- [PROBLEM DETAILS]: Copy every line below precisely, leaving nothing out.

- [DATA IN THIS EXERCISE]:
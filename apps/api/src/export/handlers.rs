//! Axum route handlers for payment and PDF download.

use axum::{
    extract::{Path, State},
    http::header,
    response::{IntoResponse, Response},
    Json,
};
use serde::Serialize;
use uuid::Uuid;

use crate::editor::handlers::get_session;
use crate::errors::AppError;
use crate::export::export_filename;
use crate::payment::{self, PaymentOutcome};
use crate::session::Session;
use crate::state::AppState;

#[derive(Debug, Serialize)]
pub struct PaymentInfoResponse {
    pub pix_key: &'static str,
    pub price: String,
    pub qr_code_url: String,
    pub paid: bool,
}

/// GET /api/v1/sessions/:id/payment
///
/// The data the payment dialog needs: Pix key, price and QR image URL.
pub async fn handle_payment_info(
    State(state): State<AppState>,
    Path(id): Path<Uuid>,
) -> Result<Json<PaymentInfoResponse>, AppError> {
    let session = get_session(&state, id).await?;
    Ok(Json(PaymentInfoResponse {
        pix_key: payment::PIX_KEY,
        price: payment::price_display(),
        qr_code_url: payment::qr_code_url(),
        paid: session.paid(),
    }))
}

/// POST /api/v1/sessions/:id/payment/confirm
///
/// Runs the payment gate; on the session's first confirmation the export
/// triggers automatically exactly once and the PDF is streamed back.
pub async fn handle_confirm_payment(
    State(state): State<AppState>,
    Path(id): Path<Uuid>,
) -> Result<Response, AppError> {
    let session = get_session(&state, id).await?;
    if session.paid() {
        return Err(AppError::Validation(
            "O pagamento desta sessão já foi confirmado.".to_string(),
        ));
    }

    let _guard = session
        .try_begin_payment()
        .ok_or(AppError::InFlight("payment"))?;

    match state.payment.confirm().await? {
        PaymentOutcome::Confirmed => {
            if session.mark_paid() {
                run_export(&state, &session).await
            } else {
                Err(AppError::Validation(
                    "O pagamento desta sessão já foi confirmado.".to_string(),
                ))
            }
        }
        PaymentOutcome::Cancelled => Err(AppError::Validation("Pagamento cancelado.".to_string())),
    }
}

/// POST /api/v1/sessions/:id/export
///
/// Paid-only download of the current Document as an A4 PDF.
pub async fn handle_export(
    State(state): State<AppState>,
    Path(id): Path<Uuid>,
) -> Result<Response, AppError> {
    let session = get_session(&state, id).await?;
    if !session.paid() {
        return Err(AppError::PaymentRequired);
    }

    let _guard = session
        .try_begin_export()
        .ok_or(AppError::InFlight("export"))?;

    run_export(&state, &session).await
}

/// Renders the full-fidelity page and hands it to the export collaborator.
/// Reads a Document snapshot only; a failure leaves the session untouched.
async fn run_export(state: &AppState, session: &Session) -> Result<Response, AppError> {
    let doc = session.snapshot().await;
    let html = state.renderer.render(&doc)?;
    let pdf = state.export.render_pdf(&html).await?;
    let filename = export_filename(&doc.personal_info.full_name);

    let headers = [
        (header::CONTENT_TYPE, "application/pdf".to_string()),
        (header::CONTENT_DISPOSITION, content_disposition(&filename)),
    ];
    Ok((headers, pdf).into_response())
}

/// Header-safe disposition: plain quoting for ASCII names, RFC 5987
/// percent-encoding otherwise (accented Brazilian names are common).
fn content_disposition(filename: &str) -> String {
    if filename.is_ascii() {
        format!("attachment; filename=\"{filename}\"")
    } else {
        let encoded: String = filename
            .bytes()
            .map(|b| match b {
                b'A'..=b'Z' | b'a'..=b'z' | b'0'..=b'9' | b'.' | b'_' | b'-' => {
                    (b as char).to_string()
                }
                _ => format!("%{b:02X}"),
            })
            .collect();
        format!("attachment; filename*=UTF-8''{encoded}")
    }
}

- [ANSWER]:
filename apps/api/src/export/handlers.rs
//! Axum route handlers for payment and PDF download.

use axum::{
    extract::{Path, State},
    http::header,
    response::{IntoResponse, Response},
    Json,
};
use serde::Serialize;
use uuid::Uuid;

use crate::editor::handlers::get_session;
use crate::errors::AppError;
use crate::export::export_filename;
use crate::payment::{self, PaymentOutcome};
use crate::session::Session;
use crate::state::AppState;

#[derive(Debug, Serialize)]
pub struct PaymentInfoResponse {
    pub pix_key: &'static str,
    pub price: String,
    pub qr_code_url: String,
    pub paid: bool,
}

/// GET /api/v1/sessions/:id/payment
///
/// The data the payment dialog needs: Pix key, price and QR image URL.
pub async fn handle_payment_info(
    State(state): State<AppState>,
    Path(id): Path<Uuid>,
) -> Result<Json<PaymentInfoResponse>, AppError> {
    let session = get_session(&state, id).await?;
    Ok(Json(PaymentInfoResponse {
        pix_key: payment::PIX_KEY,
        price: payment::price_display(),
        qr_code_url: payment::qr_code_url(),
        paid: session.paid(),
    }))
}

/// POST /api/v1/sessions/:id/payment/confirm
///
/// Runs the payment gate; on the session's first confirmation the export
/// triggers automatically exactly once and the PDF is streamed back.
pub async fn handle_confirm_payment(
    State(state): State<AppState>,
    Path(id): Path<Uuid>,
) -> Result<Response, AppError> {
    let session = get_session(&state, id).await?;
    if session.paid() {
        return Err(AppError::Validation(
            "O pagamento desta sessão já foi confirmado.".to_string(),
        ));
    }

    let _guard = session
        .try_begin_payment()
        .ok_or(AppError::InFlight("payment"))?;

    match state.payment.confirm().await? {
        PaymentOutcome::Confirmed => {
            if session.mark_paid() {
                run_export(&state, &session).await
            } else {
                Err(AppError::Validation(
                    "O pagamento desta sessão já foi confirmado.".to_string(),
                ))
            }
        }
        PaymentOutcome::Cancelled => Err(AppError::Validation("Pagamento cancelado.".to_string())),
    }
}

/// POST /api/v1/sessions/:id/export
///
/// Paid-only download of the current Document as an A4 PDF.
pub async fn handle_export(
    State(state): State<AppState>,
    Path(id): Path<Uuid>,
) -> Result<Response, AppError> {
    let session = get_session(&state, id).await?;
    if !session.paid() {
        return Err(AppError::PaymentRequired);
    }

    let _guard = session
        .try_begin_export()
        .ok_or(AppError::InFlight("export"))?;

    run_export(&state, &session).await
}

/// Renders the full-fidelity page and hands it to the export collaborator.
/// Reads a Document snapshot only; a failure leaves the session untouched.
async fn run_export(state: &AppState, session: &Session) -> Result<Response, AppError> {
    let doc = session.snapshot().await;
    let html = state.renderer.render(&doc)?;
    let pdf = state.export.render_pdf(&html).await?;
    let filename = export_filename(&doc.personal_info.full_name);

    let headers = [
        (header::CONTENT_TYPE, "application/pdf".to_string()),
        (header::CONTENT_DISPOSITION, content_disposition(&filename)),
    ];
    Ok((headers, pdf).into_response())
}

/// Header-safe disposition: plain quoting for ASCII names, RFC 5987
/// percent-encoding otherwise (accented Brazilian names are common).
fn content_disposition(filename: &str) -> String {
    if filename.is_ascii() {
        format!("attachment; filename=\"{filename}\"")
    } else {
        let encoded: String = filename
            .bytes()
            .map(|b| match b {
                b'A'..=b'Z' | b'a'..=b'z' | b'0'..=b'9' | b'.' | b'_' | b'-' => {
                    (b as char).to_string()
                }
                _ => format!("%{b:02X}"),
            })
            .collect();
        format!("attachment; filename*=UTF-8''{encoded}")
    }
}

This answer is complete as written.